Where does the word "before" appear in the entries below? Copy each line that holds it.

── Data records

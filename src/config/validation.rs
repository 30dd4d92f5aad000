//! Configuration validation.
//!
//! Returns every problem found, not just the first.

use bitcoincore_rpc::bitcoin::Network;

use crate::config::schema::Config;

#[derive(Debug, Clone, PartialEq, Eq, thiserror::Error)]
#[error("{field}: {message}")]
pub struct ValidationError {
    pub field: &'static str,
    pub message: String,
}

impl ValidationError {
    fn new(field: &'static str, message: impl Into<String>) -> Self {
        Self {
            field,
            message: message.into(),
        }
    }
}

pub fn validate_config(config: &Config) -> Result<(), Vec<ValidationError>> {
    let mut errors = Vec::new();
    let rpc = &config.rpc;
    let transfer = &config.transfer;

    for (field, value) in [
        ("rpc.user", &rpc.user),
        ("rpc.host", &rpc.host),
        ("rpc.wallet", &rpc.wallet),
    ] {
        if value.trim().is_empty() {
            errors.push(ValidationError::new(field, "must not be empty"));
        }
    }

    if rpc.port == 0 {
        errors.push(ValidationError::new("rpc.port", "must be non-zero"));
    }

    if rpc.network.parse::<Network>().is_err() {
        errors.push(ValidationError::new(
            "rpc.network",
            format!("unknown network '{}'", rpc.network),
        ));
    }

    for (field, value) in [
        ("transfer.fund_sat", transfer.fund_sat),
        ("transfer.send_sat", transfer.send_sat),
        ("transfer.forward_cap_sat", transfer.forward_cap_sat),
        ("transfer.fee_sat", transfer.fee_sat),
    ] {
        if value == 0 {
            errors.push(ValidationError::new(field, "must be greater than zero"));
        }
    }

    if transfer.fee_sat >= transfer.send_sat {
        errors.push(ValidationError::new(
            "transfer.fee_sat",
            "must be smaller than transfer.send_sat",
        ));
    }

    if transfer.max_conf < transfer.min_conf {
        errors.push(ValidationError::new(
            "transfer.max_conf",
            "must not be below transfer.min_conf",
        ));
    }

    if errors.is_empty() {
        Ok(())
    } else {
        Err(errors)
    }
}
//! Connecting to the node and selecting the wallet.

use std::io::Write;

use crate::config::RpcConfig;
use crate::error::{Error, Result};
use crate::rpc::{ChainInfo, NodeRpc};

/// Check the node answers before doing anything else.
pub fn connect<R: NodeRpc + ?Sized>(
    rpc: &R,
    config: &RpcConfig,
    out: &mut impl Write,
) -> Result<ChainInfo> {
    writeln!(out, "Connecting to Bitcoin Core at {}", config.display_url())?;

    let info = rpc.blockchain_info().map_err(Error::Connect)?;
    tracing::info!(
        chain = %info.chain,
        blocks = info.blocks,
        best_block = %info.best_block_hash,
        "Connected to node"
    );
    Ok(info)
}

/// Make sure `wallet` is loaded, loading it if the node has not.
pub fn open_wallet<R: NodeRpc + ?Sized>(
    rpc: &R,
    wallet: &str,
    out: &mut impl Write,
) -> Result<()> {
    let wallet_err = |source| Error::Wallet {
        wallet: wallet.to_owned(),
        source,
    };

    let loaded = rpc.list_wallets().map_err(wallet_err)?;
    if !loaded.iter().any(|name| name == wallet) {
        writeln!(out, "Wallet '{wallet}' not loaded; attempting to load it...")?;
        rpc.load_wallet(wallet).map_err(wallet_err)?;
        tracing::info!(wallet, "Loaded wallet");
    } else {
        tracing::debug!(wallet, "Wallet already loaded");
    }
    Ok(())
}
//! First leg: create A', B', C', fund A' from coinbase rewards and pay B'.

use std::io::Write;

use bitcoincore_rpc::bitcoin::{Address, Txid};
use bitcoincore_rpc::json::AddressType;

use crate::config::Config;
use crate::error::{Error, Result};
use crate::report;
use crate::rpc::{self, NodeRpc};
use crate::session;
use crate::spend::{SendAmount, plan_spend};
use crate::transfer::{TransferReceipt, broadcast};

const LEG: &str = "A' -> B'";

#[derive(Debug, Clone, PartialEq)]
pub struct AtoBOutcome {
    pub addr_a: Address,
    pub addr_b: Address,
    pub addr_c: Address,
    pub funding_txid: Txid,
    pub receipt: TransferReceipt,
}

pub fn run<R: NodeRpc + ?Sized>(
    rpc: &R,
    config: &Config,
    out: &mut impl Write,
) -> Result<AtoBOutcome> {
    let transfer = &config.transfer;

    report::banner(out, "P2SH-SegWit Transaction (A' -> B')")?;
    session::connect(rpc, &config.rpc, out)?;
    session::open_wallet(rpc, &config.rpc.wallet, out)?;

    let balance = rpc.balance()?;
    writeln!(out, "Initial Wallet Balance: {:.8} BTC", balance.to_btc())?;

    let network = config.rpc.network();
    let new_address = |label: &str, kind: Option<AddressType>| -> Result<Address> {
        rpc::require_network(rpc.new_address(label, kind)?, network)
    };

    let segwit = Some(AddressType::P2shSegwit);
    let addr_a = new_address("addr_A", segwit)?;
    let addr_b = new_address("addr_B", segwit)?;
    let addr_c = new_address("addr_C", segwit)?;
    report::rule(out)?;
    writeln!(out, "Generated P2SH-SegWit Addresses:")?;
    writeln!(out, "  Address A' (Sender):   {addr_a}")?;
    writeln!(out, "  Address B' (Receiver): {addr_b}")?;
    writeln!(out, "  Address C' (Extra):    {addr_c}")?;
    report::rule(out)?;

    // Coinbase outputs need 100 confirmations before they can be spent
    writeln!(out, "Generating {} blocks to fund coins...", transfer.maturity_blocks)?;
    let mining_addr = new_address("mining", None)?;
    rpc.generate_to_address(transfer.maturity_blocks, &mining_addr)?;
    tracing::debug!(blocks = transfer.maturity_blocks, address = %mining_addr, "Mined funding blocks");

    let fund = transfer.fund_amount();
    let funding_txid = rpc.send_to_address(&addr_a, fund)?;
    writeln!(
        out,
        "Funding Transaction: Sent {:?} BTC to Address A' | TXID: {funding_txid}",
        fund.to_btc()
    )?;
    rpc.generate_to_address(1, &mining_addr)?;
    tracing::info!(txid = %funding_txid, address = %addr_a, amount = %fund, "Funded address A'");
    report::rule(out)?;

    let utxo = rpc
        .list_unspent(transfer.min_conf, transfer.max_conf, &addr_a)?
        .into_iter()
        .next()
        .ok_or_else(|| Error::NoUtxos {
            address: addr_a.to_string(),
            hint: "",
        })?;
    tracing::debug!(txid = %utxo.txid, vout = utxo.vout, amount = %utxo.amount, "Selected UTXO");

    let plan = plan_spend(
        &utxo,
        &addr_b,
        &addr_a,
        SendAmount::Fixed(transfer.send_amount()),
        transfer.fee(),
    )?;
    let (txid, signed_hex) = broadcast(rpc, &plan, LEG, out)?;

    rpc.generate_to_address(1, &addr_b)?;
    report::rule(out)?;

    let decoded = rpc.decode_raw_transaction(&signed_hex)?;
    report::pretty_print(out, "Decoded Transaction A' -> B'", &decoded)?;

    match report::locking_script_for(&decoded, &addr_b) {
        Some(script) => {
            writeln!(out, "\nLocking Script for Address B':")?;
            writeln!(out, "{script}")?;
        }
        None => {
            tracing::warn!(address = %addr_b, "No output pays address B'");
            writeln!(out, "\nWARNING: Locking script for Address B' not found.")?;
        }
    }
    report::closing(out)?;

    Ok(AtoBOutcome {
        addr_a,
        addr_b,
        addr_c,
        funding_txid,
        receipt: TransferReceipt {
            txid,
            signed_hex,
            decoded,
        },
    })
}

────

→ Solution
/// Check the node answers before doing anything else.
    // Coinbase outputs need 100 confirmations before they can be spent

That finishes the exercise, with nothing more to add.